Using the records that follow, work out how many lines hold the string "ConfigSaveFailed" and provide that number only.

◆ **Exercise data**:

Segment Open

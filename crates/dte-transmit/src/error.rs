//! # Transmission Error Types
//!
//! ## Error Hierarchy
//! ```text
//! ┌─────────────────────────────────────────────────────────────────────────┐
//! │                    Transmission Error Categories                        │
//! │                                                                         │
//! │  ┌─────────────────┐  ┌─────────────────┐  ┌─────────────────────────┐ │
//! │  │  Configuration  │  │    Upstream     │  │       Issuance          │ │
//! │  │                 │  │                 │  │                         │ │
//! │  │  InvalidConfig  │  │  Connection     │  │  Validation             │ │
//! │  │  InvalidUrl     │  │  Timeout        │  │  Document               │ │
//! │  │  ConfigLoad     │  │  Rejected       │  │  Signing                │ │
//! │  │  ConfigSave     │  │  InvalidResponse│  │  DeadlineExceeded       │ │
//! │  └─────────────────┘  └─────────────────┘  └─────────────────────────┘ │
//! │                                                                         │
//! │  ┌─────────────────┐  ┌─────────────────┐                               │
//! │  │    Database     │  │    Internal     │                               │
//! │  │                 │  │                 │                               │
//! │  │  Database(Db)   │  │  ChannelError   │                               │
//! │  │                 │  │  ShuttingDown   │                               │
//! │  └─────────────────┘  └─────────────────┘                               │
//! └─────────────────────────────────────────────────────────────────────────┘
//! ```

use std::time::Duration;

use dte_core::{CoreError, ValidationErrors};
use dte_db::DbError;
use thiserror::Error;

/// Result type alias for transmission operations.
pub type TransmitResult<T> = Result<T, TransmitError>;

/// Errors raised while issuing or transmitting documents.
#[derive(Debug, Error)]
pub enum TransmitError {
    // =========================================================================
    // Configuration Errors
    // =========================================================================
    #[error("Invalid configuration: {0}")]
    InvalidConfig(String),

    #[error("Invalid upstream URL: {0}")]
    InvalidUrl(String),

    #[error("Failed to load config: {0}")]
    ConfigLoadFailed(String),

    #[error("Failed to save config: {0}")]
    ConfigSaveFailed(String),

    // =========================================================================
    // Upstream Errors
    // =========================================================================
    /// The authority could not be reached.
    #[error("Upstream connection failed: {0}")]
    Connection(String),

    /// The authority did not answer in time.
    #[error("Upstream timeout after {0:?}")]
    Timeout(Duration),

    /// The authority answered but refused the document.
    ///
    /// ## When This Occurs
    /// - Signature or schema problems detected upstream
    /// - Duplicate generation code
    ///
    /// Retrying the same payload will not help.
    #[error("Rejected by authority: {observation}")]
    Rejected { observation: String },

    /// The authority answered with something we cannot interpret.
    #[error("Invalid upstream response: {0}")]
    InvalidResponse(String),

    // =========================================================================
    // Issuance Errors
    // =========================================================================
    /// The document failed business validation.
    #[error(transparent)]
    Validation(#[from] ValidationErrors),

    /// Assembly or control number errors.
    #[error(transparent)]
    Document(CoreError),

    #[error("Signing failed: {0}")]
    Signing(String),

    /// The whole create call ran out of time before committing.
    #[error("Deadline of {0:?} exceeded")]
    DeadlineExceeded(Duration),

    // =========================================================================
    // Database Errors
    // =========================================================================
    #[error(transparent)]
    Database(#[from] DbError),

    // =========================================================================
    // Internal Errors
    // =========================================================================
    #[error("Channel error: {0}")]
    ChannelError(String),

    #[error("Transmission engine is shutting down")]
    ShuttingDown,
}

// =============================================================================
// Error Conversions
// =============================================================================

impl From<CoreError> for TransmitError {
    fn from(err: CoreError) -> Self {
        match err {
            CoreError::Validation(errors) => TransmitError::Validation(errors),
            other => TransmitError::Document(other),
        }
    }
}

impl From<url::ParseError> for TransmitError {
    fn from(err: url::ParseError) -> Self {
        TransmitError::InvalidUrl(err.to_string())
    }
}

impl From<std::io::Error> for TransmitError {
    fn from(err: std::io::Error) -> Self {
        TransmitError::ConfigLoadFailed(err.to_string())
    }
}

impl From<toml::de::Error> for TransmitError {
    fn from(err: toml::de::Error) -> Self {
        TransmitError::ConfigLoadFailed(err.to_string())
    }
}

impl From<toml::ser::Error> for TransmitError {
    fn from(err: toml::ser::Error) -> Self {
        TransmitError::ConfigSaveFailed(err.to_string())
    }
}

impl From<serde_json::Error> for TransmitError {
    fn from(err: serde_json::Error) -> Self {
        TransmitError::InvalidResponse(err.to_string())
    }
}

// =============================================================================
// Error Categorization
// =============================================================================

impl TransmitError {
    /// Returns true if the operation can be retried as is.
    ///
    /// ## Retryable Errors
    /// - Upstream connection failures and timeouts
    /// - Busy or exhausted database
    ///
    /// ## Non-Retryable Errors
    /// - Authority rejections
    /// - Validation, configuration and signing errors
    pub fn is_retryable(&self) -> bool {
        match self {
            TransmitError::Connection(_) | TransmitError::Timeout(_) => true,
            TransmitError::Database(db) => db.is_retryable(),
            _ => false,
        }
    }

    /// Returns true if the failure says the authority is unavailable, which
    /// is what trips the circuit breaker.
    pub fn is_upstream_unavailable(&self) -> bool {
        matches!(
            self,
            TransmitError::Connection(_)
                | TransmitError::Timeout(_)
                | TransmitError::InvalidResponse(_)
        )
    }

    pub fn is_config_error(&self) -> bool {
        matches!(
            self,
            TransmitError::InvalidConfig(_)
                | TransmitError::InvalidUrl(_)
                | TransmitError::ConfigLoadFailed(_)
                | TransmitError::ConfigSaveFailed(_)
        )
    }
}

Segment Closed
Segment Open

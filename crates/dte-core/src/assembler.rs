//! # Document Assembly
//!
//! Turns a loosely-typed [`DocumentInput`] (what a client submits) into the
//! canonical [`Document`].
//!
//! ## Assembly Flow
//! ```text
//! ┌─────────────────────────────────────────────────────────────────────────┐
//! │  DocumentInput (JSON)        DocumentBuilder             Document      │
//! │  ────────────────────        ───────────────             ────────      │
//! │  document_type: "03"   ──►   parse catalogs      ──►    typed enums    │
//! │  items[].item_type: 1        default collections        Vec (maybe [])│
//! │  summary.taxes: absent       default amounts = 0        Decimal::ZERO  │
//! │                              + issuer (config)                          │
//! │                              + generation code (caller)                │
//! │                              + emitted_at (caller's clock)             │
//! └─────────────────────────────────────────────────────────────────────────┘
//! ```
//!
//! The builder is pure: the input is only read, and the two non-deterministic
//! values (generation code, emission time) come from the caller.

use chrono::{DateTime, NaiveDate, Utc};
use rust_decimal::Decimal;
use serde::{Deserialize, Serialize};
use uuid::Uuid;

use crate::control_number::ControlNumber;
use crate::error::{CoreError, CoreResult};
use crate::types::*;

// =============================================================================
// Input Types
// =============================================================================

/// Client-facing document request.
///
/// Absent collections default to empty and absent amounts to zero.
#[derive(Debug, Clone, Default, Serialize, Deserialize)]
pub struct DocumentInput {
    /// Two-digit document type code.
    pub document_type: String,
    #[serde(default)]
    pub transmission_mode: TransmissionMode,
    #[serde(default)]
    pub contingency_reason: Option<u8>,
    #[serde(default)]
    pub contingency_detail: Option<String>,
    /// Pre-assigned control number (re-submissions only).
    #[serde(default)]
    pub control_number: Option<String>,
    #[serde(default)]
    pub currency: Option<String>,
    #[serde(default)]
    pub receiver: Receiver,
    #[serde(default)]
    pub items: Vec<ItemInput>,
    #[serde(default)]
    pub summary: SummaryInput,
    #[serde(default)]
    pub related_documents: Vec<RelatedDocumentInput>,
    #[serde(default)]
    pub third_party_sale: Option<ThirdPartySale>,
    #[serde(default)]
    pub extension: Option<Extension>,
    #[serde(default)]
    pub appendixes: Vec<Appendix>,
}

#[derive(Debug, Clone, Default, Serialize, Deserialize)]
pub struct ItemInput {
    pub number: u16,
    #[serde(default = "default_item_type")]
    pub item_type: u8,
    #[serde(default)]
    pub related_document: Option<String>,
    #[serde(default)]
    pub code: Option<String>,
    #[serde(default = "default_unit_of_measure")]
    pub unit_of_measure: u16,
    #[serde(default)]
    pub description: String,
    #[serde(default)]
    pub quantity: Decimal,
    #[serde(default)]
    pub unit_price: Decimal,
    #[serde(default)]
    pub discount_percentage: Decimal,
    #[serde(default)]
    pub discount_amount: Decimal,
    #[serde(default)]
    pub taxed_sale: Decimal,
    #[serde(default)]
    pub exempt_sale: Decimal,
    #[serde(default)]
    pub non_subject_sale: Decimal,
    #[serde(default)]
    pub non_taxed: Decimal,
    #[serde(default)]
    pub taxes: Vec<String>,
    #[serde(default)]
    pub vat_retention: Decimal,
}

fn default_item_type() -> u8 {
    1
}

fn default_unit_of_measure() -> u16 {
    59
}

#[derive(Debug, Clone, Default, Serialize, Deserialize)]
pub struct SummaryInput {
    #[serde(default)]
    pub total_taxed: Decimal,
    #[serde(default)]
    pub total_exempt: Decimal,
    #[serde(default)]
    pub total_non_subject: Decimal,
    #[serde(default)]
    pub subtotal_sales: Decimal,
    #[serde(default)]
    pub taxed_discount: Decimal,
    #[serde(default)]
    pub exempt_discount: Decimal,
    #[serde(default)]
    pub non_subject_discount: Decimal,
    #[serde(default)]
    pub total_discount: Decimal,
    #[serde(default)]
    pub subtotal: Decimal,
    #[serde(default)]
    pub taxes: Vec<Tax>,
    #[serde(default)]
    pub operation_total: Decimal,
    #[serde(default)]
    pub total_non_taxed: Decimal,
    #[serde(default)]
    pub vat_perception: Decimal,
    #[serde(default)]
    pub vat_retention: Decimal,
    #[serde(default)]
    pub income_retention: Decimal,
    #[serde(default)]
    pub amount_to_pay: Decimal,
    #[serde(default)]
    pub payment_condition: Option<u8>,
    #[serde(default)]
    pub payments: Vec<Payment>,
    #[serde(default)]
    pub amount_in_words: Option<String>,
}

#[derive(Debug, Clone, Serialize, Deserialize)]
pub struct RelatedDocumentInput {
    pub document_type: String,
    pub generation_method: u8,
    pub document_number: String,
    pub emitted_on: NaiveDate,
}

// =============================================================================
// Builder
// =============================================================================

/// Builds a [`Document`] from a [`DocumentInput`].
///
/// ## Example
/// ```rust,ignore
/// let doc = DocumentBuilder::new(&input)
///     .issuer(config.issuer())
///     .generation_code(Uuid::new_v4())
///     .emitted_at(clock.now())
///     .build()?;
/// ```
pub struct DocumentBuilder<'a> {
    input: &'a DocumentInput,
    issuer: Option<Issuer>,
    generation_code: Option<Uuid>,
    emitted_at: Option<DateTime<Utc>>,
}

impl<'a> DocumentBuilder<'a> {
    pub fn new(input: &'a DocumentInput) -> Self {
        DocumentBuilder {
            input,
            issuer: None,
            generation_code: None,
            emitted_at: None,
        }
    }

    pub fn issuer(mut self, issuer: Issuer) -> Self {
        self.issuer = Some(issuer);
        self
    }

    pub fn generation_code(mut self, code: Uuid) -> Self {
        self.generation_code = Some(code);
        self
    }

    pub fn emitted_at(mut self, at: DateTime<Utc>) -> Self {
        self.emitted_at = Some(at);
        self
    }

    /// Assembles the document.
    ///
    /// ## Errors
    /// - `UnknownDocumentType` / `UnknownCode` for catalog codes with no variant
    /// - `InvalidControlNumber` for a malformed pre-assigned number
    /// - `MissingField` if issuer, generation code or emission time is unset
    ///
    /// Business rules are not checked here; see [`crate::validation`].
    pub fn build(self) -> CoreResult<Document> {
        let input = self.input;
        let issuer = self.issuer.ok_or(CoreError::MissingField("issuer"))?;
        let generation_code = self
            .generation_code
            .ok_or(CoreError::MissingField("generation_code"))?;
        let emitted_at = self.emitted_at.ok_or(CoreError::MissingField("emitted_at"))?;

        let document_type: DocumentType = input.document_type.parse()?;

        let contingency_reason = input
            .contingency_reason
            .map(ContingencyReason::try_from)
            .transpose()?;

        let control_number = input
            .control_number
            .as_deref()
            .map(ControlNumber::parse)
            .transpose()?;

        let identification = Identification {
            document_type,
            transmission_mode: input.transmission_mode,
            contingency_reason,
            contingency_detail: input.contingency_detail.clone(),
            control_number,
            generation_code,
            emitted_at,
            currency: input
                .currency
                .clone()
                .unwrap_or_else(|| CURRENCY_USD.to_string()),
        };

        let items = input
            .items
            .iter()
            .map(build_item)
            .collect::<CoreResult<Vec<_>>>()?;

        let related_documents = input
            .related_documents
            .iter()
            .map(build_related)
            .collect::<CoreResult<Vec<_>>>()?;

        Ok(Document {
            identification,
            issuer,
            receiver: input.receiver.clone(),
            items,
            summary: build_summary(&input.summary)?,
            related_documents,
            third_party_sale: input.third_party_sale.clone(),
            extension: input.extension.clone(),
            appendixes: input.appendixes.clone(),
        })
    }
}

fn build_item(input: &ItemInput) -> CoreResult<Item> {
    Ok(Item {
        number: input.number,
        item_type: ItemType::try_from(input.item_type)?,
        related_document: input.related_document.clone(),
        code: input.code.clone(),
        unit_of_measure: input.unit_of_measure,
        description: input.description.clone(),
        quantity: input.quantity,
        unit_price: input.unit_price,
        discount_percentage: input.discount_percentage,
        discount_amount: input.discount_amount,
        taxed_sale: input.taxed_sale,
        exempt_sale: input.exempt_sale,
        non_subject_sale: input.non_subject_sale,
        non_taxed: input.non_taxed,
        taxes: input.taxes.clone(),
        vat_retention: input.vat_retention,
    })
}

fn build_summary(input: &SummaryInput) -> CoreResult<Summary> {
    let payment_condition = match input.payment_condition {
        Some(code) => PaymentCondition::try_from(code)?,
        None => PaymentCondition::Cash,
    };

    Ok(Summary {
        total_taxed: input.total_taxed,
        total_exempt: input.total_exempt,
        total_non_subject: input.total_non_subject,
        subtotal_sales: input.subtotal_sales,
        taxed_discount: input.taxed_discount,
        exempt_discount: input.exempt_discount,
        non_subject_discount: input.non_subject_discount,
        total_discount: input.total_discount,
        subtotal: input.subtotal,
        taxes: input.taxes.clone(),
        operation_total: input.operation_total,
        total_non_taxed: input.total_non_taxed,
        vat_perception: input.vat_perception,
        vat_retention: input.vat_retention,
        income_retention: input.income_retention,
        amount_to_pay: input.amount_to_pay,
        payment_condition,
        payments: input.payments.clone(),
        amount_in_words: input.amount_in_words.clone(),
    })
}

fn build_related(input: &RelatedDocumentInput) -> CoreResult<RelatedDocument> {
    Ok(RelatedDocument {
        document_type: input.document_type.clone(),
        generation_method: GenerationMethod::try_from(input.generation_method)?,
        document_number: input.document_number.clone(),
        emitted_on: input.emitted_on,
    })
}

Segment Closed

◆ **Output for this exercise**: 3